Anche il voler a tutti i costi ribadire quanto la bellezza di Dora sia accecante credo che a un certo punto possa un po’ annoiare e infastidire un lettore concentrato soprattutto sullo sviluppo narrativo del libro. Questo non vuole assolutamente essere una bocciatura o simili, l’idea di base dell’autrice è ben congegnata e le vicende riportate riescono ad avvincere chi decide di fare la conoscenza di queste donne nate sotto “Il cielo sbagliato”.
Trama
Mantova, 1918. Nel giorno dell’armistizio della Grande Guerra due bambine vengono al mondo a poche ore di distanza. Dora in una poverissima casa vicino al lungolago, già orfana perché sua madre muore di parto e suo padre è un soldato disperso.
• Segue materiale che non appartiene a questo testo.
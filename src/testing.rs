//! In-memory collaborators for unit tests.

use std::path::{Path, PathBuf};
use std::sync::Mutex;

use async_trait::async_trait;

use crate::camera::{Camera, CameraError, RecordResult};
use crate::telegram::{ChatId, Transport, TransportError};

/// One outbound call captured by [`RecordingTransport`].
#[derive(Debug, Clone, PartialEq, Eq)]
pub enum Sent {
    Text {
        chat_id: ChatId,
        text: String,
    },
    Photo {
        chat_id: ChatId,
        file: PathBuf,
        caption: String,
    },
    Video {
        chat_id: ChatId,
        file: PathBuf,
        caption: String,
    },
}

impl Sent {
    pub fn text(chat_id: i64, text: &str) -> Self {
        Self::Text {
            chat_id: ChatId(chat_id),
            text: text.to_owned(),
        }
    }
}

/// Transport that records every call instead of talking to Telegram.
#[derive(Default)]
pub struct RecordingTransport {
    sent: Mutex<Vec<Sent>>,
    failing: bool,
}

impl RecordingTransport {
    pub fn new() -> Self {
        Self::default()
    }

    /// A transport whose every send fails.
    pub fn failing() -> Self {
        Self {
            failing: true,
            ..Self::default()
        }
    }

    pub fn sent(&self) -> Vec<Sent> {
        self.sent.lock().unwrap().clone()
    }

    pub fn texts(&self) -> Vec<String> {
        self.sent()
            .into_iter()
            .filter_map(|sent| match sent {
                Sent::Text { text, .. } => Some(text),
                _ => None,
            })
            .collect()
    }

    fn push(&self, sent: Sent) -> Result<(), TransportError> {
        if self.failing {
            return Err(TransportError::Request("network down".to_owned()));
        }
        self.sent.lock().unwrap().push(sent);
        Ok(())
    }
}

#[async_trait]
impl Transport for RecordingTransport {
    async fn send_text(&self, chat_id: ChatId, text: &str) -> Result<(), TransportError> {
        self.push(Sent::Text {
            chat_id,
            text: text.to_owned(),
        })
    }

    async fn send_photo(
        &self,
        chat_id: ChatId,
        file: &Path,
        caption: &str,
    ) -> Result<(), TransportError> {
        self.push(Sent::Photo {
            chat_id,
            file: file.to_path_buf(),
            caption: caption.to_owned(),
        })
    }

    async fn send_video(
        &self,
        chat_id: ChatId,
        file: &Path,
        caption: &str,
    ) -> Result<(), TransportError> {
        self.push(Sent::Video {
            chat_id,
            file: file.to_path_buf(),
            caption: caption.to_owned(),
        })
    }
}

/// Camera returning canned results and remembering requested durations.
pub struct ScriptedCamera {
    record: RecordResult,
    purge: String,
    photos: Mutex<usize>,
    durations: Mutex<Vec<u64>>,
}

impl ScriptedCamera {
    pub fn new(record: RecordResult) -> Self {
        Self {
            record,
            purge: crate::camera::PURGE_SUCCESS.to_owned(),
            photos: Mutex::new(0),
            durations: Mutex::new(Vec::new()),
        }
    }

    pub fn photos_taken(&self) -> usize {
        *self.photos.lock().unwrap()
    }

    pub fn durations(&self) -> Vec<u64> {
        self.durations.lock().unwrap().clone()
    }
}

impl Default for ScriptedCamera {
    fn default() -> Self {
        Self::new(RecordResult::success("records/vid-test.mp4"))
    }
}

#[async_trait]
impl Camera for ScriptedCamera {
    async fn take_photo(&self) -> Result<PathBuf, CameraError> {
        *self.photos.lock().unwrap() += 1;
        Ok(PathBuf::from("records/photo-test.jpeg"))
    }

    async fn start_recording(&self, duration_secs: u64) -> Result<RecordResult, CameraError> {
        self.durations.lock().unwrap().push(duration_secs);
        Ok(self.record.clone())
    }

    async fn purge_records(&self) -> String {
        self.purge.clone()
    }
}
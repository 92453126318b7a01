//! Session state shared between the dispatcher and command handlers.

use crate::telegram::ChatId;

/// Process-wide session record.
///
/// There is one instance per running bot, not one per chat: `chat_id` always
/// names the sender of the most recent message.
#[derive(Debug, Default)]
pub struct SessionState {
    /// Sender of the most recent message.
    chat_id: Option<ChatId>,

    /// Whether camera commands are currently accepted.
    is_listening: bool,

    /// Raw text of the most recent message, replaced by its token once parsed.
    last_command: Option<String>,
}

impl SessionState {
    /// Creates an empty session.
    #[must_use]
    pub fn new() -> Self {
        Self::default()
    }

    /// Returns the chat of the most recent message, if any.
    #[must_use]
    pub const fn chat_id(&self) -> Option<ChatId> {
        self.chat_id
    }

    /// Records the chat replies should go to.
    pub fn set_chat_id(&mut self, chat_id: ChatId) {
        self.chat_id = Some(chat_id);
    }

    /// Returns whether camera commands are accepted.
    #[must_use]
    pub const fn is_listening(&self) -> bool {
        self.is_listening
    }

    /// Enables or disables camera commands.
    pub fn set_listening(&mut self, listening: bool) {
        self.is_listening = listening;
    }

    /// Returns the most recent command, if any.
    #[must_use]
    pub fn last_command(&self) -> Option<&str> {
        self.last_command.as_deref()
    }

    /// Replaces the most recent command.
    pub fn set_last_command(&mut self, command: impl Into<String>) {
        self.last_command = Some(command.into());
    }
}

#[cfg(test)]
mod tests {
    use super::*;

    #[test]
    fn test_default_session() {
        let session = SessionState::new();
        assert!(session.chat_id().is_none());
        assert!(!session.is_listening());
        assert!(session.last_command().is_none());
    }

    #[test]
    fn test_chat_id_is_overwritten() {
        let mut session = SessionState::new();
        session.set_chat_id(ChatId(1));
        session.set_chat_id(ChatId(2));
        assert_eq!(session.chat_id(), Some(ChatId(2)));
    }

    #[test]
    fn test_toggle_listening() {
        let mut session = SessionState::new();
        session.set_listening(true);
        assert!(session.is_listening());
        session.set_listening(false);
        assert!(!session.is_listening());
    }
}
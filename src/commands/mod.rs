//! Command handling module.
//!
//! Parses chat text into commands, keeps the handler registry and the
//! session state, and dispatches each message to its handler.

mod dispatcher;
mod grammar;
pub mod handlers;
mod registry;
mod reply;
mod session;

pub use dispatcher::{DispatchError, DispatchResult, Dispatcher};
pub use grammar::{MalformedCommand, ParsedCommand};
pub use registry::{Handler, HandlerError, HandlerRegistry, HandlerResult};
pub use reply::{HandlerContext, ReplyAdapter};
pub use session::SessionState;
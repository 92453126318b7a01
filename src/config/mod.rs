//! Configuration module for the camera bot.
//!
//! Handles loading and validation of the camera settings file and of
//! the environment-driven bot and Telegram settings.

mod camera;
mod settings;

pub use camera::{CameraConfig, ValidationError};
pub use settings::{BotSettings, ConfigError, TelegramConfig};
Qualche ora dopo nasce Irene, l’ultimogenita dei marchesi Cavriani, famiglia dell’antica nobiltà cittadina. Le due bambine crescono – una tra la fame e la miseria dei vicoli, l’altra negli agi del palazzo che porta il nome della sua famiglia – e si incontrano ogni domenica sul sagrato di Sant’Andrea. Dora chiede l’elemosina e nella sua mano la piccola Irene deposita un soldo e un sorriso di solidarietà e compassione. Gli anni passano e mentre il Fascismo si fa regime, e insanguina le strade della città, due vite destinate a rimanere separate da un’insormontabile differenza di classe si incrociano di nuovo. La sorte che ha portato Dora nella casa borghese della famiglia Benedini, dove è stata accolta e ha ricevuto un’istruzione, le ha fatto dono di una bellezza fuori del comune che fa girare la testa agli uomini. Tra loro c’è anche il timido Eugenio, figlio dei ricchissimi Arrivabene e cognato di Irene. Sfidando l’ostilità delle famiglie, Dora si fidanza in segreto con Eugenio ma il bel mondo che comincia a spalancarsi davanti ai suoi occhi ha in serbo per lei molte sorprese: in una girandola di splendidi vestiti, ricevimenti e intrighi, Dora dovrà difendere tutto ciò che ha conquistato con tanta fatica. Con il ritmo narrativo di un romanzo storico, “Il cielo sbagliato” è un affresco sul desiderio di emancipazione. E sul prezzo da pagare per varcare la porta di un mondo che una bimba con i vestiti strappati non avrebbe mai immaginato di sfiorare.